WORK TO BE COMPLETED: Stopping right after the line with "impl fmt::Display for Action", please reproduce the material below exactly from its first line.

GIVEN DATA:
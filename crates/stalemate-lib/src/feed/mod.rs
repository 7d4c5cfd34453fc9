//! # Operation Feed
//!
//! Operation records and the CSV loader that produces them.
//!
//! A feed is a header row naming at least the `process`, `action` and
//! `resource` columns, followed by one operation per line:
//!
//! ```text
//! process,action,resource
//! P1,request,R1
//! P2,hold,R2
//! # comment rows start with '#'
//! P1,release,R1
//! ```

pub mod loader;

pub use loader::{FeedError, load_operations, parse_operations};

use serde::Serialize;
use std::fmt;
use std::str::FromStr;

/// What a feed row asks the allocation model to do
#[derive(Debug, Clone, Copy, PartialEq, Eq, Serialize)]
#[serde(rename_all = "lowercase")]
pub enum Action {
    Request,
    /// Synonym of `Request`, kept so the step log echoes the feed
    Hold,
    Release,
}

impl Action {
    /// True for the actions that ask for a resource
    pub fn is_acquire(self) -> bool {
        matches!(self, Self::Request | Self::Hold)
    }

    pub fn as_str(self) -> &'static str {
        match self {
            Self::Request => "request",
            Self::Hold => "hold",
            Self::Release => "release",
        }
    }
}

impl fmt::Display for Action {
    fn fmt(&self, f: &mut fmt::Formatter<'_>) -> fmt::Result {
        f.write_str(self.as_str())
    }
}

/// Unrecognised action text
#[derive(Debug, Clone, PartialEq, Eq, thiserror::Error)]
#[error("unknown action '{0}', expected request, hold or release")]
pub struct UnknownAction(pub String);

impl FromStr for Action {
    type Err = UnknownAction;

    fn from_str(s: &str) -> Result<Self, Self::Err> {
        match s.trim().to_lowercase().as_str() {
            "request" => Ok(Self::Request),
            "hold" => Ok(Self::Hold),
            "release" => Ok(Self::Release),
            _ => Err(UnknownAction(s.to_string())),
        }
    }
}

/// One row of the feed
#[derive(Debug, Clone, PartialEq, Eq, Serialize)]
pub struct Operation {
    pub process: String,
    pub action: Action,
    pub resource: String,
    /// 1-based line in the source file, header included
    #[serde(skip)]
    pub line: usize,
}

impl Operation {
    pub fn new(process: impl Into<String>, action: Action, resource: impl Into<String>) -> Self {
        Self {
            process: process.into(),
            action,
            resource: resource.into(),
            line: 0,
        }
    }
}

impl fmt::Display for Operation {
    fn fmt(&self, f: &mut fmt::Formatter<'_>) -> fmt::Result {
        write!(f, "{} {} {}", self.process, self.action, self.resource)
    }
}

#[cfg(test)]
mod tests {
    include!("mod.test.rs");
}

RESPONSE BELOW:
filename crates/stalemate-lib/src/feed/mod.rs
repository 7d4c5cfd34453fc9
//! # Operation Feed
//!
//! Operation records and the CSV loader that produces them.
//!
//! A feed is a header row naming at least the `process`, `action` and
//! `resource` columns, followed by one operation per line:
//!
//! ```text
//! process,action,resource
//! P1,request,R1
//! P2,hold,R2
//! # comment rows start with '#'
//! P1,release,R1
//! ```

pub mod loader;

pub use loader::{FeedError, load_operations, parse_operations};

use serde::Serialize;
use std::fmt;
use std::str::FromStr;

/// What a feed row asks the allocation model to do
#[derive(Debug, Clone, Copy, PartialEq, Eq, Serialize)]
#[serde(rename_all = "lowercase")]
pub enum Action {
    Request,
    /// Synonym of `Request`, kept so the step log echoes the feed
    Hold,
    Release,
}

impl Action {
    /// True for the actions that ask for a resource
    pub fn is_acquire(self) -> bool {
        matches!(self, Self::Request | Self::Hold)
    }

    pub fn as_str(self) -> &'static str {
        match self {
            Self::Request => "request",
            Self::Hold => "hold",
            Self::Release => "release",
        }
    }
}

impl fmt::Display for Action {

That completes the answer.